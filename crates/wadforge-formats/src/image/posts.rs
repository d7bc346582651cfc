//! Column posts shared by the Doom patch layouts
//!
//! A column is a run of posts ended by `0xFF`:
//!
//! ```text
//! u8 top, u8 length, [u8 pad], length × u8 index, [u8 pad]
//! ```
//!
//! Tall patches (DeePsea) let a column pass row 254: a `top` that is not
//! greater than the previous post's top is relative to it.

use wadforge_core::buffer::{range_checked, read};
use wadforge_core::{Error, Result};

pub(super) const END_OF_COLUMN: u8 = 0xFF;

/// Longest run written as one post
const MAX_POST: usize = 254;
/// Highest row a post can start at with an absolute top
const MAX_ABSOLUTE_TOP: i64 = 254;

#[derive(Debug, Clone, Copy)]
pub(super) struct PostLayout {
    /// Pad byte before and after each post's pixels
    pub padded: bool,
    /// Relative tops for rows past 254
    pub tall: bool,
}

/// Destination of a decoded column
pub(super) struct Canvas<'a> {
    pub width: usize,
    pub height: usize,
    pub pixels: &'a mut [u8],
    pub mask: &'a mut [u8],
}

fn byte_at(data: &[u8], pos: usize) -> Result<u8> {
    read::u8(data, pos).ok_or_else(|| Error::truncated(pos, 1, 0))
}

/// Draw the column at `offset` into column `x` of `canvas`
pub(super) fn decode_column(data: &[u8], offset: usize, x: usize, layout: PostLayout, canvas: &mut Canvas<'_>) -> Result<()> {
    if offset >= data.len() {
        return Err(Error::out_of_bounds(offset, data.len()).with_context(format!("column {x}")));
    }
    let pad = usize::from(layout.padded);
    let mut pos = offset;
    let mut top: i64 = -1;

    loop {
        let delta = byte_at(data, pos)?;
        if delta == END_OF_COLUMN {
            return Ok(());
        }
        let delta = i64::from(delta);
        top = if layout.tall && delta <= top { top + delta } else { delta };

        let length = usize::from(byte_at(data, pos + 1)?);
        let start = pos + 2 + pad;
        let run = range_checked(data, start, length).map_err(|e| e.with_context(format!("column {x}")))?;

        for (i, &index) in run.iter().enumerate() {
            let row = top as usize + i;
            if row >= canvas.height {
                break;
            }
            let at = row * canvas.width + x;
            canvas.pixels[at] = index;
            canvas.mask[at] = u8::MAX;
        }
        pos = start + length + pad;
    }
}

/// Encoded `top` byte for a post at `row`, emitting empty filler posts
/// when a tall column needs to step forward first
fn post_top(row: usize, last_top: &mut i64, layout: PostLayout, out: &mut Vec<u8>) -> Result<u8> {
    let row = row as i64;
    loop {
        if row <= MAX_ABSOLUTE_TOP && row > *last_top {
            *last_top = row;
            return Ok(row as u8);
        }
        if !layout.tall {
            return Err(Error::invalid_operation(format!(
                "row {row} is past the last addressable row {MAX_ABSOLUTE_TOP}"
            )));
        }
        if *last_top >= 0 {
            let relative = row - *last_top;
            if relative <= (*last_top).min(MAX_ABSOLUTE_TOP) {
                *last_top = row;
                return Ok(relative as u8);
            }
        }
        // empty post at 254, absolute the first time and relative after
        if *last_top < MAX_ABSOLUTE_TOP {
            *last_top = MAX_ABSOLUTE_TOP;
        } else {
            *last_top += MAX_ABSOLUTE_TOP;
        }
        out.extend_from_slice(&[MAX_ABSOLUTE_TOP as u8, 0]);
        if layout.padded {
            out.extend_from_slice(&[0, 0]);
        }
    }
}

/// Encode one column; `None` rows are transparent
pub(super) fn encode_column(column: &[Option<u8>], layout: PostLayout) -> Result<Vec<u8>> {
    let mut out = Vec::new();
    let mut last_top = -1;
    let mut row = 0;

    while row < column.len() {
        if column[row].is_none() {
            row += 1;
            continue;
        }
        let run: Vec<u8> = column[row..]
            .iter()
            .take(MAX_POST)
            .map_while(|pixel| *pixel)
            .collect();

        let top = post_top(row, &mut last_top, layout, &mut out)?;
        out.push(top);
        out.push(run.len() as u8);
        if layout.padded {
            out.push(run[0]);
        }
        out.extend_from_slice(&run);
        if layout.padded {
            out.push(run[run.len() - 1]);
        }
        row += run.len();
    }

    out.push(END_OF_COLUMN);
    Ok(out)
}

**What you should do**
Could you reproduce all the records exactly?

**Written response**
filename crates/wadforge-formats/src/image/posts.rs
repository d7bc346582651cfc
//! Column posts shared by the Doom patch layouts
//!
//! A column is a run of posts ended by `0xFF`:
//!
//! ```text
//! u8 top, u8 length, [u8 pad], length × u8 index, [u8 pad]
//! ```
//!
//! Tall patches (DeePsea) let a column pass row 254: a `top` that is not
//! greater than the previous post's top is relative to it.

use wadforge_core::buffer::{range_checked, read};
use wadforge_core::{Error, Result};

pub(super) const END_OF_COLUMN: u8 = 0xFF;

/// Longest run written as one post
const MAX_POST: usize = 254;
/// Highest row a post can start at with an absolute top
const MAX_ABSOLUTE_TOP: i64 = 254;

#[derive(Debug, Clone, Copy)]
pub(super) struct PostLayout {
    /// Pad byte before and after each post's pixels
    pub padded: bool,
    /// Relative tops for rows past 254
    pub tall: bool,
}

/// Destination of a decoded column
pub(super) struct Canvas<'a> {
    pub width: usize,
    pub height: usize,
    pub pixels: &'a mut [u8],
    pub mask: &'a mut [u8],
}

fn byte_at(data: &[u8], pos: usize) -> Result<u8> {
    read::u8(data, pos).ok_or_else(|| Error::truncated(pos, 1, 0))
}

/// Draw the column at `offset` into column `x` of `canvas`
pub(super) fn decode_column(data: &[u8], offset: usize, x: usize, layout: PostLayout, canvas: &mut Canvas<'_>) -> Result<()> {
    if offset >= data.len() {
        return Err(Error::out_of_bounds(offset, data.len()).with_context(format!("column {x}")));
    }
    let pad = usize::from(layout.padded);
    let mut pos = offset;
    let mut top: i64 = -1;

    loop {
        let delta = byte_at(data, pos)?;
        if delta == END_OF_COLUMN {
            return Ok(());
        }
        let delta = i64::from(delta);
        top = if layout.tall && delta <= top { top + delta } else { delta };

        let length = usize::from(byte_at(data, pos + 1)?);
        let start = pos + 2 + pad;
        let run = range_checked(data, start, length).map_err(|e| e.with_context(format!("column {x}")))?;

        for (i, &index) in run.iter().enumerate() {
            let row = top as usize + i;
            if row >= canvas.height {
                break;
            }
            let at = row * canvas.width + x;
            canvas.pixels[at] = index;
            canvas.mask[at] = u8::MAX;
        }
        pos = start + length + pad;
    }
}

/// Encoded `top` byte for a post at `row`, emitting empty filler posts
/// when a tall column needs to step forward first
fn post_top(row: usize, last_top: &mut i64, layout: PostLayout, out: &mut Vec<u8>) -> Result<u8> {
    let row = row as i64;
    loop {
        if row <= MAX_ABSOLUTE_TOP && row > *last_top {
            *last_top = row;
            return Ok(row as u8);
        }
        if !layout.tall {
            return Err(Error::invalid_operation(format!(
                "row {row} is past the last addressable row {MAX_ABSOLUTE_TOP}"
            )));
        }
        if *last_top >= 0 {
            let relative = row - *last_top;
            if relative <= (*last_top).min(MAX_ABSOLUTE_TOP) {
                *last_top = row;
                return Ok(relative as u8);
            }
        }
        // empty post at 254, absolute the first time and relative after
        if *last_top < MAX_ABSOLUTE_TOP {
            *last_top = MAX_ABSOLUTE_TOP;
        } else {
            *last_top += MAX_ABSOLUTE_TOP;
        }
        out.extend_from_slice(&[MAX_ABSOLUTE_TOP as u8, 0]);
        if layout.padded {
            out.extend_from_slice(&[0, 0]);
        }
    }
}

/// Encode one column; `None` rows are transparent
pub(super) fn encode_column(column: &[Option<u8>], layout: PostLayout) -> Result<Vec<u8>> {
    let mut out = Vec::new();
    let mut last_top = -1;
    let mut row = 0;

    while row < column.len() {
        if column[row].is_none() {
            row += 1;
            continue;
        }
        let run: Vec<u8> = column[row..]
            .iter()
            .take(MAX_POST)
            .map_while(|pixel| *pixel)
            .collect();

        let top = post_top(row, &mut last_top, layout, &mut out)?;
        out.push(top);
        out.push(run.len() as u8);
        if layout.padded {
            out.push(run[0]);
        }
        out.extend_from_slice(&run);
        if layout.padded {
            out.push(run[run.len() - 1]);
        }
        row += run.len();
    }

    out.push(END_OF_COLUMN);
    Ok(out)
}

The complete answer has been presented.